## [WHAT IS REQUIRED]
Every line holding the string "items" should be copied out of the listing.

## [PROVIDED INFORMATION]
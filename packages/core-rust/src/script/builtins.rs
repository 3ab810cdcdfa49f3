//! Built-in functions available to scripts.
//!
//! Method-call syntax desugars to these: `text.upper()` is `upper(text)`.
//! There is no way to reach the host from a script beyond this table.

use serde_json::{Map, Value};

use super::eval::{as_number, contains, float_value, normalize_index, type_name, Num};
use super::ScriptError;

/// Compiled regex size cap for `matches`.
const REGEX_SIZE_LIMIT: usize = 1 << 20;

/// Names callable from scripts.
pub const BUILTINS: [&str; 19] = [
    "bool", "contains", "endswith", "float", "get", "int", "join", "keys", "len", "lower",
    "matches", "replace", "split", "startswith", "str", "strip", "type", "upper", "values",
];

pub(crate) fn is_builtin(name: &str) -> bool {
    BUILTINS.contains(&name)
}

pub(crate) fn call(name: &str, args: Vec<Value>) -> Result<Value, ScriptError> {
    match name {
        "len" => {
            let [value] = exact::<1>(name, args)?;
            let len = match &value {
                Value::String(s) => s.chars().count(),
                Value::Array(items) => items.len(),
                Value::Object(map) => map.len(),
                other => {
                    return Err(ScriptError::runtime(format!(
                        "object of type '{}' has no len()",
                        type_name(other)
                    )))
                }
            };
            Ok(Value::from(len))
        }
        "str" => {
            let [value] = exact::<1>(name, args)?;
            Ok(Value::String(display(&value)))
        }
        "int" => {
            let [value] = exact::<1>(name, args)?;
            to_int(&value)
        }
        "float" => {
            let [value] = exact::<1>(name, args)?;
            to_float(&value)
        }
        "bool" => {
            let [value] = exact::<1>(name, args)?;
            Ok(Value::Bool(super::eval::truthy(&value)))
        }
        "type" => {
            let [value] = exact::<1>(name, args)?;
            Ok(Value::String(type_name(&value).to_string()))
        }
        "upper" => {
            let [text] = exact::<1>(name, args)?;
            Ok(Value::String(text_arg(name, &text)?.to_uppercase()))
        }
        "lower" => {
            let [text] = exact::<1>(name, args)?;
            Ok(Value::String(text_arg(name, &text)?.to_lowercase()))
        }
        "strip" => {
            let [text] = exact::<1>(name, args)?;
            Ok(Value::String(text_arg(name, &text)?.trim().to_string()))
        }
        "contains" => {
            let [container, item] = exact::<2>(name, args)?;
            contains(&container, &item).map(Value::Bool)
        }
        "startswith" => {
            let [text, prefix] = exact::<2>(name, args)?;
            Ok(Value::Bool(
                text_arg(name, &text)?.starts_with(text_arg(name, &prefix)?),
            ))
        }
        "endswith" => {
            let [text, suffix] = exact::<2>(name, args)?;
            Ok(Value::Bool(
                text_arg(name, &text)?.ends_with(text_arg(name, &suffix)?),
            ))
        }
        "get" => get(args),
        "keys" => {
            let [value] = exact::<1>(name, args)?;
            let map = object_arg(name, value)?;
            Ok(Value::Array(map.into_iter().map(|(k, _)| Value::String(k)).collect()))
        }
        "values" => {
            let [value] = exact::<1>(name, args)?;
            let map = object_arg(name, value)?;
            Ok(Value::Array(map.into_iter().map(|(_, v)| v).collect()))
        }
        "matches" => {
            let [text, pattern] = exact::<2>(name, args)?;
            let regex = regex::RegexBuilder::new(text_arg(name, &pattern)?)
                .size_limit(REGEX_SIZE_LIMIT)
                .build()
                .map_err(|e| ScriptError::runtime(format!("invalid pattern: {e}")))?;
            Ok(Value::Bool(regex.is_match(text_arg(name, &text)?)))
        }
        "replace" => {
            let [text, old, new] = exact::<3>(name, args)?;
            let old = text_arg(name, &old)?;
            if old.is_empty() {
                return Err(ScriptError::runtime("replace() pattern must not be empty"));
            }
            Ok(Value::String(
                text_arg(name, &text)?.replace(old, text_arg(name, &new)?),
            ))
        }
        "split" => split(args),
        "join" => {
            let [separator, items] = exact::<2>(name, args)?;
            let separator = text_arg(name, &separator)?;
            let Value::Array(items) = items else {
                return Err(ScriptError::runtime("join() expects a list"));
            };
            let parts: Vec<String> = items.iter().map(display).collect();
            Ok(Value::String(parts.join(separator)))
        }
        _ => Err(ScriptError::runtime(format!("name '{name}' is not defined"))),
    }
}

/// Python-flavoured rendering used by `str()` and `join()`.
pub(crate) fn display(value: &Value) -> String {
    match value {
        Value::Null => "None".to_string(),
        Value::Bool(true) => "True".to_string(),
        Value::Bool(false) => "False".to_string(),
        Value::String(s) => s.clone(),
        other => other.to_string(),
    }
}

fn get(args: Vec<Value>) -> Result<Value, ScriptError> {
    if !(2..=3).contains(&args.len()) {
        return Err(arity("get", "2 or 3", args.len()));
    }
    let mut args = args.into_iter();
    let container = args.next().unwrap_or(Value::Null);
    let key = args.next().unwrap_or(Value::Null);
    let default = args.next().unwrap_or(Value::Null);
    match container {
        Value::Object(mut map) => Ok(key
            .as_str()
            .and_then(|k| map.remove(k))
            .unwrap_or(default)),
        Value::Array(mut items) => match normalize_index(&key, items.len()) {
            Ok(index) => Ok(items.swap_remove(index)),
            Err(_) => Ok(default),
        },
        other => Err(ScriptError::runtime(format!(
            "get() expects a dict or list, not {}",
            type_name(&other)
        ))),
    }
}

fn split(args: Vec<Value>) -> Result<Value, ScriptError> {
    let parts: Vec<Value> = match args.as_slice() {
        [text] => text_arg("split", text)?
            .split_whitespace()
            .map(|p| Value::String(p.to_string()))
            .collect(),
        [text, separator] => {
            let separator = text_arg("split", separator)?;
            if separator.is_empty() {
                return Err(ScriptError::runtime("split() separator must not be empty"));
            }
            text_arg("split", text)?
                .split(separator)
                .map(|p| Value::String(p.to_string()))
                .collect()
        }
        _ => return Err(arity("split", "1 or 2", args.len())),
    };
    Ok(Value::Array(parts))
}

fn to_int(value: &Value) -> Result<Value, ScriptError> {
    match value {
        Value::Bool(b) => Ok(Value::from(i64::from(*b))),
        Value::String(s) => s
            .trim()
            .parse::<i64>()
            .map(Value::from)
            .map_err(|_| ScriptError::runtime(format!("invalid literal for int(): '{s}'"))),
        _ => match as_number(value) {
            Some(Num::Int(i)) => Ok(Value::from(i)),
            #[allow(clippy::cast_possible_truncation, clippy::cast_precision_loss)]
            Some(Num::Float(f)) if f.is_finite() && f.abs() < i64::MAX as f64 => {
                Ok(Value::from(f.trunc() as i64))
            }
            _ => Err(ScriptError::runtime(format!(
                "int() cannot convert {}",
                type_name(value)
            ))),
        },
    }
}

fn to_float(value: &Value) -> Result<Value, ScriptError> {
    match value {
        Value::Bool(b) => float_value(if *b { 1.0 } else { 0.0 }),
        Value::String(s) => s
            .trim()
            .parse::<f64>()
            .map_err(|_| ScriptError::runtime(format!("could not convert string to float: '{s}'")))
            .and_then(float_value),
        _ => match as_number(value) {
            #[allow(clippy::cast_precision_loss)]
            Some(Num::Int(i)) => float_value(i as f64),
            Some(Num::Float(f)) => float_value(f),
            None => Err(ScriptError::runtime(format!(
                "float() cannot convert {}",
                type_name(value)
            ))),
        },
    }
}

fn text_arg<'v>(function: &str, value: &'v Value) -> Result<&'v str, ScriptError> {
    value.as_str().ok_or_else(|| {
        ScriptError::runtime(format!(
            "{function}() expects str, not {}",
            type_name(value)
        ))
    })
}

fn object_arg(function: &str, value: Value) -> Result<Map<String, Value>, ScriptError> {
    match value {
        Value::Object(map) => Ok(map),
        other => Err(ScriptError::runtime(format!(
            "{function}() expects dict, not {}",
            type_name(&other)
        ))),
    }
}

fn exact<const N: usize>(function: &str, args: Vec<Value>) -> Result<[Value; N], ScriptError> {
    let count = args.len();
    <[Value; N]>::try_from(args).map_err(|_| arity(function, &N.to_string(), count))
}

fn arity(function: &str, expected: &str, got: usize) -> ScriptError {
    ScriptError::runtime(format!(
        "{function}() takes {expected} argument(s) ({got} given)"
    ))
}

#[cfg(test)]
mod tests {
    use serde_json::json;

    use super::*;

    #[test]
    fn string_helpers() {
        assert_eq!(call("upper", vec![json!("adt")]).unwrap(), json!("ADT"));
        assert_eq!(call("strip", vec![json!("  x ")]).unwrap(), json!("x"));
        assert_eq!(
            call("split", vec![json!("a|b|c"), json!("|")]).unwrap(),
            json!(["a", "b", "c"])
        );
        assert_eq!(
            call("join", vec![json!("-"), json!(["a", 1, true])]).unwrap(),
            json!("a-1-True")
        );
    }

    #[test]
    fn get_falls_back_to_default() {
        let msg = json!({"a": 1});
        assert_eq!(call("get", vec![msg.clone(), json!("a")]).unwrap(), json!(1));
        assert_eq!(call("get", vec![msg.clone(), json!("b")]).unwrap(), Value::Null);
        assert_eq!(call("get", vec![msg, json!("b"), json!(0)]).unwrap(), json!(0));
        assert_eq!(call("get", vec![json!([1, 2]), json!(-1)]).unwrap(), json!(2));
    }

    #[test]
    fn conversions() {
        assert_eq!(call("int", vec![json!(" 42 ")]).unwrap(), json!(42));
        assert_eq!(call("int", vec![json!(3.9)]).unwrap(), json!(3));
        assert_eq!(call("float", vec![json!(2)]).unwrap(), json!(2.0));
        assert_eq!(call("str", vec![Value::Null]).unwrap(), json!("None"));
        assert!(call("int", vec![json!("x")]).is_err());
    }

    #[test]
    fn matches_uses_regex() {
        assert_eq!(
            call("matches", vec![json!("ADT^A01"), json!(r"^ADT\^A0\d$")]).unwrap(),
            json!(true)
        );
        assert!(call("matches", vec![json!("x"), json!("(")]).is_err());
    }

    #[test]
    fn arity_and_unknown_names_are_errors() {
        assert!(call("len", vec![]).is_err());
        assert!(call("open", vec![json!("/etc/passwd")]).is_err());
        assert!(is_builtin("len"));
        assert!(!is_builtin("eval"));
    }
}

## [RESULT]
                Value::Array(items) => items.len(),
            let [separator, items] = exact::<2>(name, args)?;
            let Value::Array(items) = items else {
            let parts: Vec<String> = items.iter().map(display).collect();
        Value::Array(mut items) => match normalize_index(&key, items.len()) {
            Ok(index) => Ok(items.swap_remove(index)),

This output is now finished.